Certified organic acreage for apple production – now about 10% of the state’s apple acreage – is around a little more than 14,000 certified and transitional acres. Gala and Fuji make up 45% of the total, while less than 10% are Red Delicious. Honeycrisp is the fastest growing variety, with organic acreage increasing from just 157 acres in 2003 to 1,099 acres in 2010.
Labor Challenges
Apple picking used to be summer work for college kids, housewives, and retirees. It was hard but work with a lot of camaraderie. There would be kids, pets, and picnic lunches in the orchards.
Anybody can pick apples, right? You just take them off the tree and put them in a bag… Wrong! Picking apples is considered skilled labor and it’s hard work. Today’s apple picker has to be in shape. Climbing 10 to 12-foot ladders and handling picking bags that can weigh up to 60 pounds for 9 hours a day, 6 days a week, is not child’s play.

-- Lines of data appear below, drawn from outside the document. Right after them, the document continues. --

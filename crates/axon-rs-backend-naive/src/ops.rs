//! Reference scalar kernels for the naive host domain.
//!
//! All kernels operate on host-resident `f32` blobs in canonical layout and
//! derive output shapes during `reshape`.

use axon_rs::blob::{Blob, Dims};
use axon_rs::device::DeviceContext;
use axon_rs::{AccError, AccResult, LayerAcc, LayerParam, LayerResource};

fn host_in(blob: &Blob) -> AccResult<&[f32]> {
    blob.host_slice()
        .ok_or_else(|| AccError::Execution("naive kernels require host-resident blobs".into()))
}

fn host_out(blob: &mut Blob) -> AccResult<&mut [f32]> {
    blob.host_slice_mut()
        .ok_or_else(|| AccError::Execution("naive kernels require host-resident blobs".into()))
}

fn rank4_dims(blob: &Blob) -> AccResult<[usize; 4]> {
    match *blob.desc().dims.as_slice() {
        [n, c, h, w] => Ok([n, c, h, w]),
        _ => Err(AccError::Execution(format!(
            "blob {} must be rank 4, got rank {}",
            blob.desc().name,
            blob.desc().rank()
        ))),
    }
}

fn copy_dims(inputs: &[Blob], outputs: &mut [Blob]) {
    for (output, input) in outputs.iter_mut().zip(inputs) {
        output.desc_mut().dims = input.desc().dims.clone();
    }
}

fn unary_elementwise(
    inputs: &[Blob],
    outputs: &mut [Blob],
    f: impl Fn(f32) -> f32,
) -> AccResult<()> {
    for (input, output) in inputs.iter().zip(outputs.iter_mut()) {
        let src = host_in(input)?;
        let dst = host_out(output)?;
        if src.len() != dst.len() {
            return Err(AccError::Execution(format!(
                "elementwise buffer mismatch: input {} vs output {}",
                src.len(),
                dst.len()
            )));
        }
        for (y, x) in dst.iter_mut().zip(src) {
            *y = f(*x);
        }
    }
    Ok(())
}

/// Rectified linear unit.
#[derive(Debug, Default)]
pub struct ReluAcc;

impl LayerAcc for ReluAcc {
    fn init(
        &mut self,
        _context: &DeviceContext,
        _param: &LayerParam,
        _resource: Option<&LayerResource>,
        _inputs: &[Blob],
        _outputs: &mut [Blob],
    ) -> AccResult<()> {
        Ok(())
    }

    fn reshape(&mut self, inputs: &[Blob], outputs: &mut [Blob]) -> AccResult<()> {
        copy_dims(inputs, outputs);
        Ok(())
    }

    fn forward(&mut self, inputs: &[Blob], outputs: &mut [Blob]) -> AccResult<()> {
        unary_elementwise(inputs, outputs, |x| x.max(0.0))
    }
}

/// Logistic sigmoid.
#[derive(Debug, Default)]
pub struct SigmoidAcc;

impl LayerAcc for SigmoidAcc {
    fn init(
        &mut self,
        _context: &DeviceContext,
        _param: &LayerParam,
        _resource: Option<&LayerResource>,
        _inputs: &[Blob],
        _outputs: &mut [Blob],
    ) -> AccResult<()> {
        Ok(())
    }

    fn reshape(&mut self, inputs: &[Blob], outputs: &mut [Blob]) -> AccResult<()> {
        copy_dims(inputs, outputs);
        Ok(())
    }

    fn forward(&mut self, inputs: &[Blob], outputs: &mut [Blob]) -> AccResult<()> {
        unary_elementwise(inputs, outputs, |x| 1.0 / (1.0 + (-x).exp()))
    }
}

/// Per-channel affine transform `y = x * w[c] + b[c]`.
#[derive(Debug, Default)]
pub struct ScaleAcc {
    weights: Vec<f32>,
    bias: Vec<f32>,
}

impl LayerAcc for ScaleAcc {
    fn init(
        &mut self,
        _context: &DeviceContext,
        _param: &LayerParam,
        resource: Option<&LayerResource>,
        _inputs: &[Blob],
        _outputs: &mut [Blob],
    ) -> AccResult<()> {
        let resource = resource
            .ok_or_else(|| AccError::Execution("scale layer requires a resource".into()))?;
        if resource.weights.is_empty() {
            return Err(AccError::Execution("scale layer resource has no weights".into()));
        }
        self.weights = resource.weights.clone();
        self.bias = resource.bias.clone();
        Ok(())
    }

    fn reshape(&mut self, inputs: &[Blob], outputs: &mut [Blob]) -> AccResult<()> {
        copy_dims(inputs, outputs);
        Ok(())
    }

    fn forward(&mut self, inputs: &[Blob], outputs: &mut [Blob]) -> AccResult<()> {
        for (input, output) in inputs.iter().zip(outputs.iter_mut()) {
            let [n, c, h, w] = rank4_dims(input)?;
            if self.weights.len() != c {
                return Err(AccError::Execution(format!(
                    "scale weights cover {} channels, blob has {c}",
                    self.weights.len()
                )));
            }
            let src = host_in(input)?;
            let dst = host_out(output)?;
            let hw = h * w;
            for ni in 0..n {
                for ci in 0..c {
                    let weight = self.weights[ci];
                    let bias = self.bias.get(ci).copied().unwrap_or(0.0);
                    let base = (ni * c + ci) * hw;
                    for s in 0..hw {
                        dst[base + s] = src[base + s] * weight + bias;
                    }
                }
            }
        }
        Ok(())
    }
}

/// Global average pooling over the spatial extent, output `[N, C, 1, 1]`.
#[derive(Debug, Default)]
pub struct GlobalAvgPoolAcc;

impl LayerAcc for GlobalAvgPoolAcc {
    fn init(
        &mut self,
        _context: &DeviceContext,
        _param: &LayerParam,
        _resource: Option<&LayerResource>,
        _inputs: &[Blob],
        _outputs: &mut [Blob],
    ) -> AccResult<()> {
        Ok(())
    }

    fn reshape(&mut self, inputs: &[Blob], outputs: &mut [Blob]) -> AccResult<()> {
        for (output, input) in outputs.iter_mut().zip(inputs) {
            let [n, c, _, _] = rank4_dims(input)?;
            output.desc_mut().dims = Dims::from_slice(&[n, c, 1, 1]);
        }
        Ok(())
    }

    fn forward(&mut self, inputs: &[Blob], outputs: &mut [Blob]) -> AccResult<()> {
        for (input, output) in inputs.iter().zip(outputs.iter_mut()) {
            let [n, c, h, w] = rank4_dims(input)?;
            let hw = h * w;
            if hw == 0 {
                return Err(AccError::Execution(format!(
                    "blob {} has zero spatial extent",
                    input.desc().name
                )));
            }
            let src = host_in(input)?;
            let dst = host_out(output)?;
            for ni in 0..n {
                for ci in 0..c {
                    let base = (ni * c + ci) * hw;
                    let sum: f32 = src[base..base + hw].iter().sum();
                    dst[ni * c + ci] = sum / hw as f32;
                }
            }
        }
        Ok(())
    }
}

#[cfg(test)]
mod tests {
    use super::*;
    use axon_rs::blob::BlobDesc;
    use axon_rs::device::{DeviceKind, HostContext};
    use axon_rs::LayerKind;

    fn host_blob(dims: &[usize], data: &[f32]) -> Blob {
        let desc = BlobDesc::new(DeviceKind::Naive, dims, "t");
        let mut blob = Blob::allocated(desc).unwrap();
        blob.host_slice_mut().unwrap().copy_from_slice(data);
        blob
    }

    fn ctx() -> DeviceContext {
        DeviceContext::Host(HostContext::new(DeviceKind::Naive))
    }

    #[test]
    fn relu_clamps_negatives() {
        let inputs = vec![host_blob(&[1, 1, 2, 2], &[-1.0, 0.5, -0.25, 2.0])];
        let mut outputs = vec![host_blob(&[1, 1, 2, 2], &[0.0; 4])];
        let mut acc = ReluAcc;
        let param = LayerParam::new(LayerKind::Relu, "relu");
        acc.init(&ctx(), &param, None, &inputs, &mut outputs).unwrap();
        acc.reshape(&inputs, &mut outputs).unwrap();
        acc.forward(&inputs, &mut outputs).unwrap();
        assert_eq!(outputs[0].host_slice().unwrap(), &[0.0, 0.5, 0.0, 2.0]);
    }

    #[test]
    fn sigmoid_matches_closed_form() {
        let inputs = vec![host_blob(&[1, 1, 1, 2], &[0.0, 1.0])];
        let mut outputs = vec![host_blob(&[1, 1, 1, 2], &[0.0; 2])];
        let mut acc = SigmoidAcc;
        let param = LayerParam::new(LayerKind::Sigmoid, "sig");
        acc.init(&ctx(), &param, None, &inputs, &mut outputs).unwrap();
        acc.forward(&inputs, &mut outputs).unwrap();
        let out = outputs[0].host_slice().unwrap();
        assert!((out[0] - 0.5).abs() < 1e-6);
        assert!((out[1] - 1.0 / (1.0 + (-1.0f32).exp())).abs() < 1e-6);
    }

    #[test]
    fn scale_applies_per_channel_affine() {
        let inputs = vec![host_blob(&[1, 2, 1, 2], &[1.0, 2.0, 3.0, 4.0])];
        let mut outputs = vec![host_blob(&[1, 2, 1, 2], &[0.0; 4])];
        let resource = LayerResource {
            weights: vec![2.0, 10.0],
            bias: vec![0.5, -1.0],
        };
        let mut acc = ScaleAcc::default();
        let param = LayerParam::new(LayerKind::Scale, "scale");
        acc.init(&ctx(), &param, Some(&resource), &inputs, &mut outputs)
            .unwrap();
        acc.forward(&inputs, &mut outputs).unwrap();
        assert_eq!(
            outputs[0].host_slice().unwrap(),
            &[2.5, 4.5, 29.0, 39.0]
        );
    }

    #[test]
    fn scale_requires_resource() {
        let inputs = vec![host_blob(&[1, 1, 1, 1], &[1.0])];
        let mut outputs = vec![host_blob(&[1, 1, 1, 1], &[0.0])];
        let mut acc = ScaleAcc::default();
        let param = LayerParam::new(LayerKind::Scale, "scale");
        let err = acc.init(&ctx(), &param, None, &inputs, &mut outputs);
        assert!(matches!(err, Err(AccError::Execution(_))));
    }

    #[test]
    fn global_avg_pool_reduces_spatial_dims() {
        let inputs = vec![host_blob(
            &[1, 2, 2, 2],
            &[1.0, 2.0, 3.0, 4.0, 10.0, 20.0, 30.0, 40.0],
        )];
        let mut outputs = vec![host_blob(&[1, 2, 2, 2], &[0.0; 8])];
        let mut acc = GlobalAvgPoolAcc;
        let param = LayerParam::new(LayerKind::GlobalAvgPool, "pool");
        acc.init(&ctx(), &param, None, &inputs, &mut outputs).unwrap();
        acc.reshape(&inputs, &mut outputs).unwrap();
        assert_eq!(outputs[0].desc().dims.as_slice(), &[1, 2, 1, 1]);
        for output in outputs.iter_mut() {
            output.ensure_host_len().unwrap();
        }
        acc.forward(&inputs, &mut outputs).unwrap();
        assert_eq!(outputs[0].host_slice().unwrap(), &[2.5, 25.0]);
    }
}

The camaraderie is a thing of the past: modern food and worker safety laws restrict the presence of anyone not on the work crew, meals in the orchards, and – certainly – any animals!
Pruning, thinning and harvesting are all performed manually and require highly skilled laborers; and they are all done during the growing season, so growers depend on reliable crews of seasonal workers.
Apple growers face an especially challenging season this year. Michigan growers have so few apples that they can’t keep the small number workers in the fields busy. Midwestern seasonal workers are leaving the state to work in other orchards.
Washington growers, on the other hand, are facing continued shortages of workers and are likely to leave fruit on the trees at the end of the season. A majority of farm workers – including fruit pickers – are Hispanic or people of color, many them immigrants and some of whom are undocumented workers.
In Western Washington there are few people looking for farm work, a situation that has growers blaming immigration policies. There are other factors that also may be affecting the availability of workers including improvements in the Mexican economy and more education opportunities in Mexico.
US workers are either unskilled, unwilling to take the work for the wages offered, or find the work too hard. Experienced workers can make $120 to $160 a day picking apples, but that’s a lot of apples! Each bin picked brings in about $20 – around a penny an apple! It takes about 26 full picking bags of approximately 75 apples each to fill a bin.
Meet the Producers
Most of the US apple harvest is transported to warehouses for grading, packing, and storage before being sold into markets as fresh apples. While there are large-scale, integrated grower/packer/shipper operations with hundreds – and sometimes thousands – of acres of organic apple trees, apples continue to be an important crop for many smaller farms west of the Cascades.
Because small and medium-sized growers generally work with packing companies to process, store and market their fruit, a continuous chain of certified handlers must be in place to maintain an “audit trail” through the supply chain. That is possible because more than 25 percent of the state’s apple packers hold Organic Handler Certificates from the Washington State Department of Agriculture’s Organic Food Program.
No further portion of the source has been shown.